The danger with artificial and weak backstories is that it boxes adoptees and orphans into narrow forms and compounds the stigma and expectations surrounding our existence. This forced role of villain or hero does not provide a realistic experience of cohesively incorporating mountainous rage, burdening grief, exuding joy, and love. What Hollywood and the media project of “bad” or “good” adoptees/orphans limits and strips them of their individuality, autonomy, and humanness. The “damaged and broken” adoptee or “overcomer and hero” orphan are roles that are inaccurate and are a weak reality that is far from the nuanced life an adoptee/orphan lives that requires a burden too heavy to carry. Film and TV strips away our humanity and adoptees do not get the privilege to exist as ourselves. We are only for consumption and the limited space provided for us in the binary tropes romanticises our trauma, confines our capabilities, and diminishes us to fit a consumer’s palate. We never belong to ourselves. If we cannot have ownership over our own stories and lives, are we even able to be fully human? 

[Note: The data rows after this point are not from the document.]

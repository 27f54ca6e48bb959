#![warn(clippy::all)]
#![warn(rust_2018_idioms)]

//! Concurrent building blocks for a database buffer pool.
//!
//! This crate provides the two in-memory data structures at the core of a
//! buffer manager:
//!
//! - [`ExtendibleHashTable`], a thread-safe hash index with directory
//!   doubling and bucket splitting. A buffer manager uses it to translate
//!   page identifiers into frame handles.
//! - [`LruKReplacer`], a thread-safe LRU-K eviction policy engine. It tracks
//!   per-frame access history and, on demand, picks the evictable frame
//!   whose K-th most recent access lies furthest in the past.
//!
//! The two structures are independent; the buffer manager wires them
//! together. Each takes `&self` on every operation and serializes its
//! callers with a single internal lock.
//!
//! # Examples
//!
//! ```rust
//! use bufcore::{ExtendibleHashTable, LruKReplacer, FrameId, PageId};
//!
//! // Page table: page id -> frame id, up to 4 entries per bucket.
//! let page_table: ExtendibleHashTable<PageId, FrameId> = ExtendibleHashTable::new(4);
//! // Replacer for an 8-frame pool, ranking victims by their 2nd most
//! // recent access.
//! let replacer = LruKReplacer::new(8, 2);
//!
//! // Page 100 is loaded into frame 0 and pinned.
//! page_table.insert(100, 0);
//! replacer.record_access(0);
//!
//! // Unpinning the frame makes it a candidate for eviction.
//! replacer.set_evictable(0, true);
//! assert_eq!(replacer.evict(), Some(0));
//!
//! // The eviction unmaps the page.
//! assert_eq!(page_table.remove(&100), Some(0));
//! assert_eq!(page_table.get(&100), None);
//! ```

mod common;
pub mod hash_table;
pub mod replacer;

pub use common::{FrameId, PageId};
pub use hash_table::ExtendibleHashTable;
pub use replacer::LruKReplacer;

In my experience, the greatest form of dehumanisation occurs for an adoptee within the church. Growing up in an all-white environment and heavily involved in a white church that preached white Christianity, I had to survive in an ecosystem of whiteness that demanded gratitude to the good white Christians who saved me from big, bad, heathen, communist China. I would find myself, more than once, being paraded around as a token of Christian and white goodness. Of how “the Lord works in miraculous ways” and gave lil ol’ me the “opportunity and privilege to be adopted by a Christian family in a Christian country where I learned about Christ.” What that told me loud and clear was that China was irredeemable unless under the power of the white Christian church or through adoption by whiteness. In other words, I did not possess inherent potential and positive traits without the white man liberating me and providing me access to success under the guidance of white Christianity. 

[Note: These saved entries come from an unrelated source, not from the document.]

//! Frame-eviction policies for a buffer pool.
//!
//! A replacer tracks which frames the buffer manager may reclaim and, when
//! asked, picks the victim. Frames become candidates only after the caller
//! marks them evictable; pinned frames are never selected.

mod lru_k;

pub use lru_k::LruKReplacer;
//! Identifier types shared with the host buffer manager.

/// Identifier of an on-disk page.
pub type PageId = u64;

/// Identifier of a buffer-pool frame.
pub type FrameId = u64;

The dehumanisation continued, as in my early years during conferences I would be brought in front of a congregation or made to stand onstage alongside my adoptive parents, and they would discuss how adoption was a beautiful gift that touched their life. Other times, youth leaders would openly discuss how my adoption is a metaphor for how Christians are “adopted” into the family of Christ. And how my adoption gave me a new father – we have a new father through Jesus! Different variations and versions of these scenarios have plagued my youth and further trivialised my existence into a metaphor that others could benefit from. Not once did anyone question if adoption was a gift to me, if being taken away from my homeland touched my life in a beautiful way or not, or being uprooted twice before the age of three with a group of white strangers benefited me or could replace a sense of family for me.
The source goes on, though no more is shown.